Tuesday, 5 January 2010
Cardboard guns and a babble of bias
As we UK citizens surfaced through the ice into 2010, British politicians began wheeling out and firing their heavy artillery. Actually, that’s how they want to make it seem, but isn’t really the case. What’s happening is, the politicians wheel out big, gun-shaped tubes of cardboard and the media take turns to shout “bang!” Then you get a long shrapnel crackle of voters jabbering on the radio phone-in shows.
Can we stand four months (or more) of this? Of Punch Brown and Judy Cameron stertorously and inanely claiming and counter-claiming, maligning and counter-maligning, with intermittent yaps from Toby Clegg? Four months (or more) in which the media collude and pretend that all this meaningless vapour is real smoke and ordnance in a textbook case of what Jay Rosen memorably described as the “lame formula” of “he said, she said journalism” – as opposed to reporters and commentators saying “look, the economy is prone and blue, so it doesn’t matter who says what or who wins, because whatever the outcome of this election, all that lies ahead is a long, long spell of pain and destitution”?
It’s now 36 years since John Birt and Peter Jay wrote a thesis arguing that there was a “bias against understanding” in the media – that journalists hastening for the biggest headlines under the cosh of tight deadlines put honest analysis to one side to “go with the story” via exaggeration, simplification and the conflation of often artificial and misleading conflicts.
You might have thought that the vast proliferation of media in the subsequent decades would have found a means to correct the bias, somewhere, somehow, but it seems instead that the bias has gotten even more entrenched – that almost every area of public discourse, in Britain, at least, has been infected by the bias and has become a game that’s orchestrated by what might be called White City, Canary Wharf or Wapping rules.
Could it be possible that if you take away the bias, the journalism can’t function?
Example one: on October 22 last year Nick Griffin, leader of the far-right British National Party, appeared on BBC Question Time, an event which occasioned fulminations and demonstrations from professional fulminators and semi-professional demonstrators. And the actual appearance? As soon as the man opened his mouth you thought, ah, that’s what happened to the Fat Owl of the Remove; infuriated years before by the wit and charm of Hurree Jamset Ram Singh, the Nabob of Bhanipur, humiliated by the ease and rank of Harry Wharton and Bob Cherry, poor old Billy Bunter turned into a middle-aged bigot, intellectually shallow and hopelessly out of his depth. Griffin hadn’t concluded a single sentence before you knew there was no possibility that he could ever arrive within distant sight of any public office in the UK. End of programme.

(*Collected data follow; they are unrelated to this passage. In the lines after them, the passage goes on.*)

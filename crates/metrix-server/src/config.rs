//! Command line, environment and config file settings.

use std::path::PathBuf;
use std::time::Duration;

use clap::Parser;
use clap::builder::BoolishValueParser;
use serde::Deserialize;

use metrix_core::config::{self, ConfigError, pick};
use metrix_core::security::TrustedSubnet;
use metrix_core::storage::{BackendConfig, FlushPolicy};

const DEFAULT_ADDRESS: &str = "localhost:8080";
const DEFAULT_STORE_INTERVAL: Duration = Duration::from_secs(300);
const DEFAULT_STORE_FILE: &str = "/tmp/metrics-db.json";

/// Metrics collection server.
#[derive(Parser, Debug, Default)]
#[command(name = "metrix-server", about = "Metrics collection server", version = metrix_core::VERSION)]
pub(crate) struct Args {
    /// HTTP listen address.
    #[arg(short, long, env = "ADDRESS")]
    pub address: Option<String>,

    /// gRPC listen address. The RPC listener is disabled when unset.
    #[arg(long, env = "GRPC_ADDRESS")]
    pub grpc_address: Option<String>,

    /// Seconds between snapshot dumps; 0 writes through on every update.
    #[arg(short = 'i', long, env = "STORE_INTERVAL")]
    pub store_interval: Option<u64>,

    /// Snapshot file path. An empty value disables the file backend.
    #[arg(short = 'f', long = "file-storage-path", env = "FILE_STORAGE_PATH")]
    pub store_file: Option<String>,

    /// Load the snapshot file on startup.
    #[arg(short, long, env = "RESTORE", num_args = 0..=1, default_missing_value = "true",
          value_parser = BoolishValueParser::new())]
    pub restore: Option<bool>,

    /// PostgreSQL connection string; takes precedence over the file backend.
    #[arg(short = 'd', long, env = "DATABASE_DSN")]
    pub database_dsn: Option<String>,

    /// Shared secret for HashSHA256 integrity tags.
    #[arg(short, long, env = "KEY")]
    pub key: Option<String>,

    /// PEM private key for decrypting agent payloads.
    #[arg(long, env = "CRYPTO_KEY")]
    pub crypto_key: Option<PathBuf>,

    /// CIDR of agents allowed to connect, checked against X-Real-IP.
    #[arg(short, long, env = "TRUSTED_SUBNET")]
    pub trusted_subnet: Option<String>,

    /// JSON config file.
    #[arg(short, long, env = "CONFIG")]
    pub config: Option<PathBuf>,

    /// Increase logging verbosity (-v for debug, -vv for trace).
    #[arg(short, long, action = clap::ArgAction::Count)]
    pub verbose: u8,

    /// Quiet mode - only show errors.
    #[arg(short, long)]
    pub quiet: bool,
}

/// Config file shape. Keys mirror the long flag names.
#[derive(Debug, Default, Deserialize)]
#[serde(default)]
pub(crate) struct FileConfig {
    pub address: Option<String>,
    pub grpc_address: Option<String>,
    #[serde(with = "humantime_serde")]
    pub store_interval: Option<Duration>,
    pub store_file: Option<String>,
    pub restore: Option<bool>,
    pub database_dsn: Option<String>,
    pub key: Option<String>,
    pub crypto_key: Option<PathBuf>,
    pub trusted_subnet: Option<String>,
}

#[derive(Debug, Clone, PartialEq)]
pub(crate) struct Settings {
    pub address: String,
    pub grpc_address: Option<String>,
    pub backend: BackendConfig,
    pub key: Option<String>,
    pub crypto_key: Option<PathBuf>,
    pub trusted_subnet: Option<TrustedSubnet>,
}

impl Settings {
    pub fn load(args: Args) -> Result<Self, ConfigError> {
        let file: FileConfig = config::load_optional(args.config.as_deref())?;
        Self::resolve(args, file)
    }

    pub fn resolve(args: Args, file: FileConfig) -> Result<Self, ConfigError> {
        let store_interval = pick(
            args.store_interval.map(Duration::from_secs),
            file.store_interval,
            DEFAULT_STORE_INTERVAL,
        );
        let store_file = pick(args.store_file, file.store_file, DEFAULT_STORE_FILE.to_string());
        let restore = pick(args.restore, file.restore, true);

        let backend = match args.database_dsn.or(file.database_dsn) {
            Some(dsn) if !dsn.is_empty() => BackendConfig::Postgres { dsn },
            _ if !store_file.is_empty() => BackendConfig::File {
                path: PathBuf::from(store_file),
                restore,
                policy: FlushPolicy::from_interval(store_interval),
            },
            _ => BackendConfig::Memory,
        };

        let trusted_subnet = args
            .trusted_subnet
            .or(file.trusted_subnet)
            .filter(|s| !s.is_empty())
            .map(|s| {
                s.parse::<TrustedSubnet>().map_err(|e| ConfigError::Invalid {
                    key: "trusted_subnet",
                    reason: e.to_string(),
                })
            })
            .transpose()?;

        Ok(Self {
            address: pick(args.address, file.address, DEFAULT_ADDRESS.to_string()),
            grpc_address: args.grpc_address.or(file.grpc_address).filter(|a| !a.is_empty()),
            backend,
            key: args.key.or(file.key).filter(|k| !k.is_empty()),
            crypto_key: args.crypto_key.or(file.crypto_key),
            trusted_subnet,
        })
    }
}

#[cfg(test)]
mod tests {
    use super::*;

    #[test]
    fn test_defaults() {
        let s = Settings::resolve(Args::default(), FileConfig::default()).unwrap();
        assert_eq!(s.address, "localhost:8080");
        assert_eq!(
            s.backend,
            BackendConfig::File {
                path: PathBuf::from("/tmp/metrics-db.json"),
                restore: true,
                policy: FlushPolicy::Interval(Duration::from_secs(300)),
            }
        );
        assert!(s.key.is_none());
        assert!(s.grpc_address.is_none());
        assert!(s.trusted_subnet.is_none());
    }

    #[test]
    fn test_flag_beats_file() {
        let args = Args {
            address: Some("0.0.0.0:9000".into()),
            store_interval: Some(0),
            ..Args::default()
        };
        let file = FileConfig {
            address: Some("localhost:1".into()),
            store_interval: Some(Duration::from_secs(1)),
            restore: Some(false),
            ..FileConfig::default()
        };
        let s = Settings::resolve(args, file).unwrap();
        assert_eq!(s.address, "0.0.0.0:9000");
        assert!(matches!(
            s.backend,
            BackendConfig::File {
                restore: false,
                policy: FlushPolicy::Immediate,
                ..
            }
        ));
    }

    #[test]
    fn test_backend_selection() {
        let args = Args {
            database_dsn: Some("host=db".into()),
            ..Args::default()
        };
        let s = Settings::resolve(args, FileConfig::default()).unwrap();
        assert_eq!(s.backend, BackendConfig::Postgres { dsn: "host=db".into() });

        let args = Args {
            store_file: Some(String::new()),
            ..Args::default()
        };
        let s = Settings::resolve(args, FileConfig::default()).unwrap();
        assert_eq!(s.backend, BackendConfig::Memory);
    }

    #[test]
    fn test_invalid_subnet_rejected() {
        let args = Args {
            trusted_subnet: Some("10.0.0.0/99".into()),
            ..Args::default()
        };
        assert!(matches!(
            Settings::resolve(args, FileConfig::default()),
            Err(ConfigError::Invalid { key: "trusted_subnet", .. })
        ));
    }

    #[test]
    fn test_parse_flags() {
        let args = Args::try_parse_from([
            "metrix-server", "-a", ":9090", "-i", "0", "-r", "false", "-k", "secret",
        ])
        .unwrap();
        assert_eq!(args.address.as_deref(), Some(":9090"));
        assert_eq!(args.store_interval, Some(0));
        assert_eq!(args.restore, Some(false));
        assert_eq!(args.key.as_deref(), Some("secret"));
    }

    #[test]
    fn test_file_config_keys() {
        let file: FileConfig = serde_json::from_str(
            r#"{"address":"localhost:8080","restore":true,"store_interval":"1s",
                "store_file":"/path/to/file.db","database_dsn":"","crypto_key":"/path/to/key.pem"}"#,
        )
        .unwrap();
        assert_eq!(file.store_interval, Some(Duration::from_secs(1)));
        assert_eq!(file.crypto_key, Some(PathBuf::from("/path/to/key.pem")));
    }
}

Except, we had to plough on for another dreary forty minutes or so of spurious “controversy.” I doubt if John Birt as director general of the BBC would have tolerated this weird and nonsensical jamboree.
Example two: this week a man called Anjem Choudary announced that radical Muslims would be staging a protest by carrying empty coffins through Wootton Bassett, the town that regularly memorialises the return of British soldiers slain overseas. Cue outrage, banner headlines, phone-ins, protests.
Mr Choudray is described as UK leader of an organisation called Islam4UK which apparently plans to make Britain an Islamic state, introduce sharia law, convert Buckingham Place into a mosque, and ban alcohol and publicly flog people who get drunk. Pigs might also fly, if they weren’t proscribed as well.
Virtually drowned out in the media pandemonium were the voices of British Muslim citizens telling Mr Choudray to go boil his head. The Times, however, did note that Islam4UK “has a history of announcing inflammatory events and then cancelling them” – in other words, this was a stunt, cleverly confected to whet media appetites.
A FOOTNOTE about honest analysis... on New Year’s Eve Cardinal Cahal Daly, Roman Catholic Archbishop of Armagh, died aged 92. An apostle of peace in Northern Ireland, he once famously asked (I paraphrase slightly) who in their sane senses thought they could bomb a million Protestants into a united Ireland. Only rarely in contemporary journalism do we see the same unanswerable reasoning adapted and applied to, say, Western policies in the Middle East or Afghanistan.
Freya Gräfin von Moltke died the next day, aged 98. Herself a dissenter within Hitler’s Germany, she was the widow of Helmuth James Graf von Moltke, Christian and pacifist, whom Hitler executed in January 1945. Ben Macintyre’s piece about Moltke in The Times was superb. Perhaps it is only outside – well outside – the theatres of news and news comment that bias subsides and honest, perceptive journalism survives.
Update, January 12: As you might have predicted from The Times report, yesterday Islam4UK cancelled its proposed march through Wootton Bassett.